Today's Waste,
Tomorrow's Value
Turning the tide on the plastic disaster using a revolutionary path to carbon negative chemicals like dimethyl ether (DME).
85% of the more than 50 million tons of plastic waste generated in the US annualy is sent to landfills. Plastic pollution poses a severe environmental threat—it harms marine wildlife, damages soil, taints groundwater, and compromises human health. While these effects are increasingly understood, it is lesser-known that plastic waste also releases greenhouse gasses (GHGs) in its degradation. Researchers have estimated that 40% of mixed plastic waste decomposes within 25 years of entering a landfill, releasing GHGs such as methane (CH4) and carbon dioxide (CO2) while the other 60% remains around for thousands of years. Plastic waste occupies a dangerous middle ground, harming both our geosphere and atmosphere.

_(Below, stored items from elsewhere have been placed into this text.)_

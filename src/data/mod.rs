//! Data layer: core types, loading, validation, and series extraction.
//!
//! Architecture:
//! ```text
//!   ato_log.log (JSON Lines)
//!        │
//!        ▼
//!   ┌──────────┐
//!   │  loader   │  parser per line → Dataset + Vec<Defect>
//!   └──────────┘
//!        │
//!        ▼
//!   ┌──────────┐
//!   │  schema   │  timestamp key present? which target fields exist?
//!   └──────────┘
//!        │
//!        ▼
//!   ┌───────────┐
//!   │ timestamp  │  µs ticks → TimeAxis (one Option<Timestamp> per row)
//!   └───────────┘
//!        │
//!        ▼
//!   ┌──────────┐
//!   │  extract  │  (timestamp, value) pairs per field, optional TimeWindow
//!   └──────────┘
//! ```
//!
//! `summary` describes the Dataset for the debug view.

pub mod extract;
pub mod loader;
pub mod model;
pub mod parser;
pub mod schema;
pub mod summary;
pub mod timestamp;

The vast majority of carbon-containing chemicals manufactured today (ethylene, propylene, methanol, dimethyl ether, etc.) are produced from virgin fossil fuel feedstocks. For example, dimethyl ether (DME) is mainly produced from natural gas, releasing around 3 lifecycle kg CO2eq per kg of DME. This is equivalent to the emissions from driving 8 miles in a Ford F-150...for every kg of DME manufactured and used. To put this into perspective, 7.42 billion kg of DME were produced last year, and DME is only one of many carbon-containing chemicals produced from fossil-fuel feedstocks. Overall, the chemical manufacturing industry is responsible for 5-6% of global GHG emissions. Cutting down on virgin fossil fuel feedstocks is one way to reduce this number.
Rise Reforming's patent-pending catalytic process converts plastic waste to carbon negative DME (cnDME) at an unprecedented efficiency, eliminating plastic waste and reducing GHG emissions from the chemical manufacturing industry.